*** Opening MATERIAL SHOWN ***

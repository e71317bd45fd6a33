//! Cache storage trait and SQLite implementation.

use chrono::{DateTime, Utc};
use rusqlite::{params, Connection, OptionalExtension};
use std::path::{Path, PathBuf};
use std::sync::{Mutex, MutexGuard};
use thiserror::Error;
use tracing::debug;

use super::types::{CachedResponse, EntrySummary, RequestKey};
use crate::net::Response;

/// Failures of the persistent store. Fatal for the lifecycle event that hit them.
#[derive(Debug, Error)]
pub enum StorageError {
  #[error("Could not determine data directory")]
  NoDataDir,

  #[error("Failed to create cache directory: {0}")]
  Io(#[from] std::io::Error),

  #[error("Failed to open cache database at {path}: {source}")]
  Open {
    path: String,
    source: rusqlite::Error,
  },

  #[error("Cache database error: {0}")]
  Sqlite(#[from] rusqlite::Error),

  #[error("Cache database lock poisoned")]
  Poisoned,

  #[error("Corrupt cache entry: {0}")]
  Corrupt(String),
}

/// Trait for cache storage backends.
///
/// A backend holds any number of named stores; each store maps a
/// [`RequestKey`] to a response.
pub trait CacheStorage: Send + Sync {
  /// Create the store if it does not exist yet.
  fn open(&self, name: &str) -> Result<(), StorageError>;

  /// Names of all stores, oldest first.
  fn keys(&self) -> Result<Vec<String>, StorageError>;

  fn has(&self, name: &str) -> Result<bool, StorageError>;

  /// Remove a store and everything in it. Returns whether it existed.
  fn delete(&self, name: &str) -> Result<bool, StorageError>;

  /// Look up an exact request identity in one store.
  fn match_request(
    &self,
    name: &str,
    key: &RequestKey,
  ) -> Result<Option<CachedResponse>, StorageError>;

  /// Write a batch of entries in one transaction (insert or replace by key).
  /// Creates the store if needed.
  fn put_all(&self, name: &str, entries: &[(RequestKey, Response)]) -> Result<(), StorageError>;

  /// Entries of a store, in URL order.
  fn entries(&self, name: &str) -> Result<Vec<EntrySummary>, StorageError>;
}

/// SQLite-based cache storage implementation.
pub struct SqliteStorage {
  conn: Mutex<Connection>,
}

impl SqliteStorage {
  /// Open the database at the default location.
  pub fn open_default() -> Result<Self, StorageError> {
    Self::open_at(&Self::default_path()?)
  }

  /// Open (or create) the database at `path`.
  pub fn open_at(path: &Path) -> Result<Self, StorageError> {
    // Ensure parent directory exists
    if let Some(parent) = path.parent() {
      if !parent.as_os_str().is_empty() {
        std::fs::create_dir_all(parent)?;
      }
    }

    let conn = Connection::open(path).map_err(|source| StorageError::Open {
      path: path.display().to_string(),
      source,
    })?;

    Self::with_connection(conn)
  }

  /// A throwaway database that lives as long as this value.
  #[cfg(test)]
  pub fn in_memory() -> Result<Self, StorageError> {
    let conn = Connection::open_in_memory().map_err(|source| StorageError::Open {
      path: ":memory:".to_string(),
      source,
    })?;

    Self::with_connection(conn)
  }

  fn with_connection(conn: Connection) -> Result<Self, StorageError> {
    conn.execute_batch(CACHE_SCHEMA)?;
    Ok(Self {
      conn: Mutex::new(conn),
    })
  }

  /// Get the default database path.
  pub fn default_path() -> Result<PathBuf, StorageError> {
    let data_dir = dirs::data_dir()
      .or_else(|| dirs::home_dir().map(|p| p.join(".local/share")))
      .ok_or(StorageError::NoDataDir)?;

    Ok(data_dir.join("dossier-offline").join("cache.db"))
  }

  fn lock(&self) -> Result<MutexGuard<'_, Connection>, StorageError> {
    self.conn.lock().map_err(|_| StorageError::Poisoned)
  }
}

/// Schema for cache tables.
const CACHE_SCHEMA: &str = r#"
PRAGMA foreign_keys = ON;

-- One row per named store
CREATE TABLE IF NOT EXISTS caches (
    id INTEGER PRIMARY KEY AUTOINCREMENT,
    name TEXT NOT NULL UNIQUE,
    created_at TEXT NOT NULL DEFAULT (datetime('now'))
);

-- Stored responses, keyed by request identity hash
CREATE TABLE IF NOT EXISTS cache_entries (
    cache_name TEXT NOT NULL,
    request_hash TEXT NOT NULL,
    method TEXT NOT NULL,
    url TEXT NOT NULL,
    status INTEGER NOT NULL,
    headers TEXT NOT NULL,
    body BLOB NOT NULL,
    cached_at TEXT NOT NULL DEFAULT (datetime('now')),
    PRIMARY KEY (cache_name, request_hash),
    FOREIGN KEY (cache_name) REFERENCES caches(name) ON DELETE CASCADE
);
"#;

impl CacheStorage for SqliteStorage {
  fn open(&self, name: &str) -> Result<(), StorageError> {
    let conn = self.lock()?;
    conn.execute(
      "INSERT OR IGNORE INTO caches (name) VALUES (?)",
      params![name],
    )?;
    Ok(())
  }

  fn keys(&self) -> Result<Vec<String>, StorageError> {
    let conn = self.lock()?;
    let mut stmt = conn.prepare("SELECT name FROM caches ORDER BY id")?;
    let names = stmt
      .query_map([], |row| row.get(0))?
      .collect::<Result<Vec<String>, _>>()?;
    Ok(names)
  }

  fn has(&self, name: &str) -> Result<bool, StorageError> {
    let conn = self.lock()?;
    let exists = conn.query_row(
      "SELECT EXISTS(SELECT 1 FROM caches WHERE name = ?)",
      params![name],
      |row| row.get(0),
    )?;
    Ok(exists)
  }

  fn delete(&self, name: &str) -> Result<bool, StorageError> {
    let mut conn = self.lock()?;
    let tx = conn.transaction()?;
    let entries = tx.execute(
      "DELETE FROM cache_entries WHERE cache_name = ?",
      params![name],
    )?;
    let removed = tx.execute("DELETE FROM caches WHERE name = ?", params![name])?;
    tx.commit()?;

    debug!(cache = name, entries, "deleted cache store");
    Ok(removed > 0)
  }

  fn match_request(
    &self,
    name: &str,
    key: &RequestKey,
  ) -> Result<Option<CachedResponse>, StorageError> {
    let conn = self.lock()?;
    let row: Option<(u16, String, Vec<u8>, String)> = conn
      .query_row(
        "SELECT status, headers, body, cached_at FROM cache_entries
         WHERE cache_name = ? AND request_hash = ?",
        params![name, key.cache_hash()],
        |row| Ok((row.get(0)?, row.get(1)?, row.get(2)?, row.get(3)?)),
      )
      .optional()?;

    match row {
      Some((status, headers, body, cached_at)) => {
        let headers: Vec<(String, String)> = serde_json::from_str(&headers)
          .map_err(|e| StorageError::Corrupt(format!("headers for {}: {}", key.url, e)))?;
        Ok(Some(CachedResponse {
          response: Response {
            status,
            headers,
            body,
          },
          cached_at: parse_datetime(&cached_at)?,
        }))
      }
      None => Ok(None),
    }
  }

  fn put_all(&self, name: &str, entries: &[(RequestKey, Response)]) -> Result<(), StorageError> {
    let mut conn = self.lock()?;
    let tx = conn.transaction()?;

    tx.execute(
      "INSERT OR IGNORE INTO caches (name) VALUES (?)",
      params![name],
    )?;

    for (key, response) in entries {
      let headers = serde_json::to_string(&response.headers)
        .map_err(|e| StorageError::Corrupt(format!("headers for {}: {}", key.url, e)))?;
      tx.execute(
        "INSERT OR REPLACE INTO cache_entries
           (cache_name, request_hash, method, url, status, headers, body, cached_at)
         VALUES (?, ?, ?, ?, ?, ?, ?, datetime('now'))",
        params![
          name,
          key.cache_hash(),
          key.method,
          key.url,
          response.status,
          headers,
          response.body
        ],
      )?;
    }

    // Nothing is visible until every entry is written
    tx.commit()?;
    Ok(())
  }

  fn entries(&self, name: &str) -> Result<Vec<EntrySummary>, StorageError> {
    let conn = self.lock()?;
    let mut stmt = conn.prepare(
      "SELECT method, url, status, length(body), cached_at FROM cache_entries
       WHERE cache_name = ?
       ORDER BY url, method",
    )?;

    let rows = stmt
      .query_map(params![name], |row| {
        Ok((
          row.get::<_, String>(0)?,
          row.get::<_, String>(1)?,
          row.get::<_, u16>(2)?,
          row.get::<_, i64>(3)?,
          row.get::<_, String>(4)?,
        ))
      })?
      .collect::<Result<Vec<_>, _>>()?;

    rows
      .into_iter()
      .map(|(method, url, status, size, cached_at)| {
        Ok(EntrySummary {
          method,
          url,
          status,
          size: usize::try_from(size).unwrap_or_default(),
          cached_at: parse_datetime(&cached_at)?,
        })
      })
      .collect()
  }
}

/// Parse a datetime string from SQLite format.
fn parse_datetime(s: &str) -> Result<DateTime<Utc>, StorageError> {
  // SQLite stores as "YYYY-MM-DD HH:MM:SS"
  chrono::NaiveDateTime::parse_from_str(s, "%Y-%m-%d %H:%M:%S")
    .map(|dt| dt.and_utc())
    .map_err(|e| StorageError::Corrupt(format!("timestamp '{}': {}", s, e)))
}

*** Closing MATERIAL SHOWN ***

• _WHAT YOU HAVE TO DO_
If a line of the data above contains "NoDataDir", copy it out.

• _OUTPUT FOR THIS TASK_
  NoDataDir,
      .ok_or(StorageError::NoDataDir)?;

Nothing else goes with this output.